At Two Harbors a more recent start-up, the Actives Factory, is extracting marketable chemicals from waste bark stripped from birch trees harvested to make paper. After purifying the chemicals, the Actives Factory sells them to companies for cosmetic and pharmaceutical applications. Though current demand is moderate, CEO Brian Garhofer sees opportunity for "explosive growth" in demand once word gets around and new formulations are developed.

"There have been some big strides made in the last three to four years on these compounds," Garhofer says. "We're getting requests from all over the world for these products."

Hot Stuff

One growing use for wood is one of the oldest: burning wood for energy. More than 50 Minnesota factories, utilities, and communities already use wood to produce heat. Both Grand Marais and Ely plan to add wood-fueled facilities to heat clusters of buildings.

Last year a team of wood-energy aficionados led by DNR biomass consultant Anna Dirkswager captured a three-year, $250,000 U.S. Department of Agriculture grant to select and help public and commercial buildings gear up to burn wood. With the goal of demonstrating the value of using wood fuel, the team will identify up to 20 Minnesota facilities currently using propane or fuel oil, run the engineering and financial numbers on the most promising ones, and help design wood-fueled heating systems for a handful of them.

Building specialized combustion facilities and getting the fuel to them are some of the main challenges of heating with wood. But research is underway at the University of Minnesota and elsewhere to advance technologies such as pelletization and torrefaction (essentially, roasting wood into a coal-like substance) that reduce logistical and economic barriers to wood fuel. Dirkswager calls the pellet market "our best near-term opportunity" for boosting renewable energy use and forest management at the same time.

Obstacles and Opportunity

A number of technical, logistical, financial, and other obstacles need to be overcome before various innovative uses for forest products can get Minnesota's forest-based industry back on a boom track. But advances such as Sappi's retool sound notes of hope for novel forest products. And that in turn brings hope for boosting the ability to manage forests to stay healthy and support a broad range of wildlife, outdoor recreation, and economic activity.
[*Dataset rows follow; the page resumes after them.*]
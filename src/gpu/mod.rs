//! Thin wrapper over the GPU driver/runtime primitives the executor treats as
//! an external collaborator (SPEC_FULL §1): module load and function launch.
//! Modeled on top of `wgpu`'s device/queue/compute-pipeline API.

pub mod device;
pub mod zero_pool;

pub use device::{DeviceContext, DeviceError};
"I've been [with the DNR] six years," says Dirkswager, "and it feels like this is the most exciting time in terms of renewable development since I've been here."

According to Lee Frelich, director of the University of Minnesota Center for Forest Ecology, well-planned harvest can also help forests make transitions to a future that will include invasive species and a changing climate. Strategic reforestation can nurture a range of tree species that can withstand new stresses and provide diverse habitat for wildlife.

Almendinger also draws attention to the big picture. "Using forests allows us to have a big land base, to form a biodiversity base," he says. "Having that big base is a huge benefit."